Saturday, August 16, 2025

A Jewel.

Footfalls.

Niagara Falls, ON – Even as it rattles through my bones, the crash of a fifth of the world's fresh water leaves me stilled, in awe.

It's deceptive in its emerald shimmer, rolling off the lip of the falls and spitting diamonds, caught in the sunlight.

I've been coming to Niagara Falls since I was a child and it continues to amaze, even as the area balloons in kitsch to accommodate an unceasing flow of tourists. But it's all about the natural wonder: so many mouths agape, like the Horseshoe Falls themselves.

Aboard the Hornblower, we dissolve into the mist, ruby-red ponchos inflating like comic book characters. I stand humbled beneath the torrent, swirling in the power of nature. Spray blows rainbows across the bow.

For the first time, we visit the Niagara Parks Power Station. Built in 1905, it was the first major power plant built on the Canadian side of the falls. It's now a beautiful museum that wears the history of electric power on its sleeve. Drips lead to a roar as we make our way down the 2,200-foot tunnel that once carried water away from the turbines.

We emerge beneath the falls. It's a vantage I've never had.

And it's spellbinding.

Wednesday, June 25, 2025

Collossus of Roads.

I sell sunsets down by the seashore.

London, ON – It’s a day spent watching fresh memories, but stitched in reverse.

And at high speed.

That is, of course, until we near Toronto on Highway 401, which is always a centipede of steel and impatient engines. Trucks heave. Lowered cars with cannon-like mufflers try to slip into new lanes unnoticed.

You can feel the collective eyeroll.

Work commitments have required us to return all the way home today – what's a thousand kilometres between friends? So, for now, I tuck memories into the centre console, scribbled onto maps over coloured lines I'll likely never cross again. 

But which I'll hold with me forever.

At last: home, sweet home. 

Vitals:

  • Time: 12 hours
  • Distance: 1,123 kms
  • Provinces: Québec, Ontario
  • Weather: Sunny and warm
  • Wildlife: Hare

Tuesday, June 24, 2025

A Grey Time.

A blank page unfolds before me.
La Malbaie, QC – Greys slip into nothingness.

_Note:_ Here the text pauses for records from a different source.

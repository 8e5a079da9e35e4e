use std::time::Duration;

/// The maximum allowable length of a message id.
pub(crate) const MAX_MESSAGE_ID_LENGTH: usize = 128;

/// Token type used when presenting a shared access signature to the CBS node.
pub(crate) const SAS_TOKEN_TYPE: &str = "servicebus.windows.net:sastoken";

/// URI scheme of the AMQP over TLS transport.
pub(crate) const AMQPS_SCHEME: &str = "amqps";

/// Port of the AMQP over TLS transport.
pub(crate) const AMQPS_PORT: u16 = 5671;

/// Message format of a batch envelope whose `Data` sections each carry one encoded message.
pub(crate) const AMQP_BATCH_MESSAGE_FORMAT: u32 = 0x8001_3700;

/// Default message size limit of a standard tier Event Hub.
pub(crate) const DEFAULT_MAX_MESSAGE_SIZE_IN_BYTES: u64 = 1024 * 1024;

/// Validity of a signature generated from a shared access key.
pub(crate) const DEFAULT_SAS_TOKEN_VALIDITY: Duration = Duration::from_secs(60 * 60);

pub(crate) const MAXIMUM_KEY_NAME_LENGTH: usize = 256;

pub(crate) const MAXIMUM_KEY_LENGTH: usize = 256;

/// Number of synthetic events published when nothing else is configured.
pub(crate) const DEFAULT_EVENT_COUNT: usize = 50_000;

As we set out to the mainland, the air swells with pregnant fog. It's like peering through wax paper as the boat pushes into folded waves. Ripples vanish even before they form.

We've joined a group of daytrippers for a tour to Île Nue de Mingan, which sprouts with nature's flowerpots. It's a stone chessboard laid bare by high winds. Beauty, in nakedness.

Botticelli would be proud. 

It's a nice, free trip where we're somehow the only ones not sporting bright red lifejackets – until the horrified captain notices us shivering. An Indigenous member of the tour picks a stick up off the stone beach and tells us it has come from the mainland. It's been gnawed by a beaver.

And there are none here.

Unfortunately, what's gnawing at me now is that we have to cover 1,800 kilometres by the end of day tomorrow.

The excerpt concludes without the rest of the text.